Betrayal cut deeper than anyone could see when her ex cheated on her during pregnancy, intertwining their lives with pain and resentment. The cruel twist of fate—his affair partner becoming a new mother just months after her own son was born—turned custody exchanges into a battleground, masked by the fragile presence of family mediators. The silent struggle of co-parenting amidst shattered trust was a daily reminder of love lost and promises broken.
When asked to support the child born from his betrayal, she stood her ground, refusing to bear the weight of a family she was never meant to raise. His bitter words, laced with blame and cruelty, only hardened her resolve, forcing all communication into cold, distant channels. In the aftermath of infidelity, she fought not just for her son, but for her own dignity and peace, navigating a fractured world where forgiveness was demanded but never freely given.

AITAH for refusing to babysit my son’s half sister three days a week after school?


















Dr. Henry Cloud, a clinical psychologist and co-author of the book ‘Boundaries,’ states that ‘we are responsible to others and for ourselves.’ He explains that boundaries help us define what is our responsibility and what is not. In this situation, the ex-husband is attempting to make his personal childcare needs the responsibility of the woman he betrayed. This represents a significant boundary violation and a lack of accountability for his own life choices and family planning.
The behavior of the ex-husband and his wife shows a pattern of emotional manipulation. By using the son to ask for favors and bringing up past medical traumas like miscarriages, they are attempting to bypass the woman’s logical refusal with emotional guilt. Furthermore, the wife’s insistence that the woman ‘must’ love and accept her daughter ignores the reality of the social and emotional history between them. The woman’s use of a parenting app and refusal to engage in face-to-face contact are standard psychological tools used to manage high-conflict personalities.
The woman’s actions are appropriate and necessary for her mental well-being. There is no legal or ethical standard that requires a person to babysit the child of an ex-spouse and an affair partner. Her decision to ignore the requests and stick to the parenting app is a professional and effective way to handle harassment. For future interactions, she should continue to document all inappropriate requests through the app and maintain her current stance of zero engagement with the wife, who is not a legal party to the custody arrangement.
THE COMMENTS SECTION WENT WILD – REDDIT HAD *A LOT* TO SAY ABOUT THIS ONE.

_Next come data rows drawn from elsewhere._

//! Database module for Inventario
//! Single SQLite file, rollback journal, foreign keys enforced

pub mod executor;
pub mod value;

pub use executor::{ConnectionPhase, StoreGateway};
pub use value::{Row, Value};

use crate::config::StoreConfig;
use crate::error::StoreError;
use crate::migration::{self, MigrationReport};
use crate::schema;
use rusqlite::{params_from_iter, Connection, OpenFlags};
use serde::{Deserialize, Serialize};
use std::path::{Path, PathBuf};

/// Result of a write statement
#[derive(Debug, Clone, Copy, PartialEq, Eq, Serialize, Deserialize)]
pub struct ExecuteResult {
    /// Row id of the inserted row, when the statement inserted one
    pub inserted_id: Option<i64>,
    pub rows_affected: usize,
}

#[derive(Debug, Clone, PartialEq, Eq, Serialize, Deserialize)]
pub struct ForeignKeyViolation {
    pub table: String,
    pub rowid: Option<i64>,
    pub parent: String,
}

#[derive(Debug, Clone, PartialEq, Eq, Serialize, Deserialize)]
pub struct IntegrityReport {
    pub quick_check_ok: bool,
    pub quick_check_message: String,
    pub foreign_key_violations: Vec<ForeignKeyViolation>,
}

impl IntegrityReport {
    pub fn is_clean(&self) -> bool {
        self.quick_check_ok && self.foreign_key_violations.is_empty()
    }
}

/// Live connection to the store file
pub struct Database {
    conn: Connection,
    path: PathBuf,
}

impl Database {
    /// Open or create the store file and apply connection pragmas
    pub fn open(path: &Path, config: &StoreConfig) -> Result<Self, StoreError> {
        let open_err = |source| StoreError::Open {
            path: path.to_path_buf(),
            source,
        };

        let conn = Connection::open(path).map_err(open_err)?;

        // Fails with "file is not a database" on garbage input
        conn.execute_batch("SELECT count(*) FROM sqlite_master;")
            .map_err(open_err)?;

        // Enable foreign key enforcement (ledger and purchase references)
        conn.execute_batch("PRAGMA foreign_keys = ON;")
            .map_err(open_err)?;

        conn.busy_timeout(config.busy_timeout).map_err(open_err)?;

        // Rollback journal keeps the store a single file at rest
        let mode: String = conn
            .pragma_update_and_check(None, "journal_mode", "DELETE", |row| row.get(0))
            .map_err(open_err)?;
        if !mode.eq_ignore_ascii_case("delete") {
            tracing::warn!("journal_mode is {} for {}", mode, path.display());
        }

        #[cfg(unix)]
        {
            use std::os::unix::fs::PermissionsExt;
            let _ = std::fs::set_permissions(path, std::fs::Permissions::from_mode(0o600));
        }

        tracing::debug!("Opened database at {}", path.display());

        Ok(Self {
            conn,
            path: path.to_path_buf(),
        })
    }

    /// Provision the schema and run additive migrations
    ///
    /// Schema provisioning errors are fatal; migration step errors are only
    /// reported.
    pub fn initialize(&self) -> Result<MigrationReport, StoreError> {
        schema::ensure_schema(&self.conn)?;
        Ok(migration::migrate(&self.conn))
    }

    /// Run quick-check and foreign-key-check probes
    pub fn check_integrity(&self) -> Result<IntegrityReport, StoreError> {
        let quick_check_message: String =
            self.conn
                .query_row("PRAGMA quick_check", [], |row| row.get(0))?;

        let mut stmt = self.conn.prepare("PRAGMA foreign_key_check")?;
        let foreign_key_violations = stmt
            .query_map([], |row| {
                Ok(ForeignKeyViolation {
                    table: row.get(0)?,
                    rowid: row.get(1)?,
                    parent: row.get(2)?,
                })
            })?
            .collect::<Result<Vec<_>, _>>()?;

        Ok(IntegrityReport {
            quick_check_ok: quick_check_message == "ok",
            quick_check_message,
            foreign_key_violations,
        })
    }

    /// Get inner connection reference
    pub fn conn(&self) -> &Connection {
        &self.conn
    }

    pub fn path(&self) -> &Path {
        &self.path
    }

    /// Run a statement and collect every row
    pub fn query(&self, sql: &str, params: &[Value]) -> Result<Vec<Row>, StoreError> {
        self.collect_rows(sql, params, None)
    }

    /// Run a statement and return its first row, if any
    pub fn query_one(&self, sql: &str, params: &[Value]) -> Result<Option<Row>, StoreError> {
        Ok(self.collect_rows(sql, params, Some(1))?.into_iter().next())
    }

    /// Run a write statement
    ///
    /// `inserted_id` is the rowid of the last row written by an `INSERT` or
    /// `REPLACE` that affected rows. Rowids are per table, so this is decided
    /// from the statement rather than from a change in `last_insert_rowid`.
    pub fn execute(&self, sql: &str, params: &[Value]) -> Result<ExecuteResult, StoreError> {
        let rows_affected = self.conn.execute(sql, params_from_iter(params.iter()))?;
        let inserted_id = (rows_affected > 0 && is_insert_statement(sql))
            .then(|| self.conn.last_insert_rowid());

        Ok(ExecuteResult {
            inserted_id,
            rows_affected,
        })
    }

    fn collect_rows(
        &self,
        sql: &str,
        params: &[Value],
        limit: Option<usize>,
    ) -> Result<Vec<Row>, StoreError> {
        let mut stmt = self.conn.prepare(sql)?;
        let names: Vec<String> = stmt.column_names().into_iter().map(String::from).collect();
        let mut rows = stmt.query(params_from_iter(params.iter()))?;

        let mut out = Vec::new();
        while let Some(row) = rows.next()? {
            out.push(Row::from_sqlite(&names, row)?);
            if limit.is_some_and(|max| out.len() >= max) {
                break;
            }
        }
        Ok(out)
    }

    /// Close the connection, reporting (not hiding) a failed close
    ///
    /// On failure the handle is dropped anyway, which releases the file.
    pub fn close(self) -> Result<(), StoreError> {
        let path = self.path;
        self.conn.close().map_err(|(conn, err)| {
            drop(conn);
            tracing::debug!("Close of {} reported: {}", path.display(), err);
            StoreError::Statement(err)
        })
    }
}

/// Leading keyword is `INSERT` or `REPLACE`, ignoring comments
fn is_insert_statement(sql: &str) -> bool {
    let mut rest = sql.trim_start();
    loop {
        if let Some(line) = rest.strip_prefix("--") {
            rest = line.split_once('\n').map_or("", |(_, tail)| tail).trim_start();
        } else if let Some(block) = rest.strip_prefix("/*") {
            rest = block.split_once("*/").map_or("", |(_, tail)| tail).trim_start();
        } else {
            break;
        }
    }

    let keyword: String = rest
        .chars()
        .take_while(char::is_ascii_alphabetic)
        .collect();
    keyword.eq_ignore_ascii_case("insert") || keyword.eq_ignore_ascii_case("replace")
}

/// Open a candidate store file read-only and check it is usable
///
/// Used before a restore so an unreadable file never replaces the live one.
pub(crate) fn verify_store_file(path: &Path) -> Result<(), StoreError> {
    let invalid = |reason: String| StoreError::InvalidBackup {
        path: path.to_path_buf(),
        reason,
    };

    let metadata = std::fs::metadata(path).map_err(|e| StoreError::file("stat", path, e))?;
    if !metadata.is_file() {
        return Err(invalid("not a regular file".into()));
    }

    let conn = Connection::open_with_flags(
        path,
        OpenFlags::SQLITE_OPEN_READ_ONLY | OpenFlags::SQLITE_OPEN_NO_MUTEX,
    )
    .map_err(|e| invalid(e.to_string()))?;

    let check: String = conn
        .query_row("PRAGMA quick_check", [], |row| row.get(0))
        .map_err(|e| invalid(e.to_string()))?;
    if check != "ok" {
        return Err(invalid(format!("quick_check reported: {check}")));
    }

    if !schema::table_exists(&conn, "productos").map_err(|e| invalid(e.to_string()))? {
        return Err(invalid("missing productos table".into()));
    }

    Ok(())
}

#[cfg(test)]
mod tests {
    use super::*;
    use tempfile::tempdir;

    type TestResult = Result<(), Box<dyn std::error::Error>>;

    fn create_test_db() -> Result<(Database, tempfile::TempDir), Box<dyn std::error::Error>> {
        let dir = tempdir()?;
        let db_path = dir.path().join("test.db");
        let db = Database::open(&db_path, &StoreConfig::new(&db_path))?;
        db.initialize()?;
        Ok((db, dir))
    }

    #[test]
    fn test_database_creation() -> TestResult {
        let (db, _dir) = create_test_db()?;
        assert!(db.check_integrity()?.is_clean());
        Ok(())
    }

    #[test]
    fn test_foreign_keys_enabled() -> TestResult {
        let (db, _dir) = create_test_db()?;
        let enabled: i64 = db
            .conn()
            .query_row("PRAGMA foreign_keys", [], |row| row.get(0))?;
        assert_eq!(enabled, 1);
        Ok(())
    }

    #[test]
    fn test_execute_reports_inserted_id() -> TestResult {
        let (db, _dir) = create_test_db()?;
        let result = db.execute(
            "INSERT INTO productos (codigo_interno, nombre, costo_unitario) VALUES (?, ?, ?)",
            &[Value::from("ARZ-1"), Value::from("Arroz 1kg"), Value::Real(3.2)],
        )?;
        assert_eq!(result.rows_affected, 1);
        assert!(result.inserted_id.is_some());

        let update = db.execute(
            "UPDATE productos SET precio_venta = ? WHERE codigo_interno = ?",
            &[Value::Real(4.5), Value::from("ARZ-1")],
        )?;
        assert_eq!(update.rows_affected, 1);
        assert_eq!(update.inserted_id, None);
        Ok(())
    }

    #[test]
    fn test_inserted_id_is_per_table() -> TestResult {
        let (db, _dir) = create_test_db()?;
        let product = db.execute(
            "INSERT INTO productos (codigo_interno, nombre) VALUES ('SAL-1', 'Sal')",
            &[],
        )?;
        assert_eq!(product.inserted_id, Some(1));

        // Same rowid as the previous insert, different table
        let category = db.execute(
            "INSERT INTO categorias (nombre) VALUES ('Abarrotes')",
            &[],
        )?;
        assert_eq!(category.inserted_id, Some(1));

        let ignored = db.execute(
            "INSERT OR IGNORE INTO productos (codigo_interno, nombre) VALUES ('SAL-1', 'Sal')",
            &[],
        )?;
        assert_eq!(ignored.rows_affected, 0);
        assert_eq!(ignored.inserted_id, None);
        Ok(())
    }

    #[test]
    fn test_insert_keyword_detection() {
        assert!(is_insert_statement("insert into productos (nombre) values ('x')"));
        assert!(is_insert_statement("  -- alta\n  INSERT INTO categorias (nombre) VALUES ('x')"));
        assert!(is_insert_statement("/* carga */ REPLACE INTO configuracion (clave) VALUES ('x')"));
        assert!(!is_insert_statement("UPDATE productos SET nombre = 'insert'"));
        assert!(!is_insert_statement("DELETE FROM categorias"));
        assert!(!is_insert_statement(""));
    }

    #[test]
    fn test_query_one_absent() -> TestResult {
        let (db, _dir) = create_test_db()?;
        let row = db.query_one("SELECT id FROM productos WHERE id = ?", &[Value::Integer(99)])?;
        assert!(row.is_none());
        Ok(())
    }

    #[test]
    fn test_malformed_sql_is_statement_error() -> TestResult {
        let (db, _dir) = create_test_db()?;
        let err = db.query("SELEC nombre FROM productos", &[]);
        assert!(matches!(err, Err(StoreError::Statement(_))));
        Ok(())
    }

    #[test]
    fn test_open_rejects_garbage_file() -> TestResult {
        let dir = tempdir()?;
        let path = dir.path().join("garbage.db");
        std::fs::write(&path, b"this is definitely not a sqlite database file at all....")?;
        let result = Database::open(&path, &StoreConfig::new(&path));
        assert!(matches!(result, Err(StoreError::Open { .. })));
        Ok(())
    }

    #[test]
    fn test_verify_store_file_rejects_empty_schema() -> TestResult {
        let dir = tempdir()?;
        let path = dir.path().join("empty.db");
        Connection::open(&path)?.execute_batch("CREATE TABLE otra (id INTEGER);")?;
        let result = verify_store_file(&path);
        assert!(matches!(result, Err(StoreError::InvalidBackup { .. })));
        Ok(())
    }

    #[test]
    fn test_close_releases_connection() -> TestResult {
        let (db, dir) = create_test_db()?;
        db.close()?;
        let path = dir.path().join("test.db");
        let reopened = Database::open(&path, &StoreConfig::new(&path))?;
        assert!(reopened.check_integrity()?.quick_check_ok);
        Ok(())
    }
}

However, I think you need to ask your lawyer to file a motion to have a judge order him to stop harassing you.








The woman is firm in her decision to maintain a distance from the family created through her ex-husband’s infidelity. She believes her only obligation is to her son, while her ex-husband and his wife view her refusal as a failure to support her son’s relationship with his half-sister.
Does a parent have a moral obligation to provide support and childcare for their ex’s other children to foster sibling bonds? Or is it a necessary and healthy boundary for a person to refuse to perform labor for those who caused them significant emotional harm?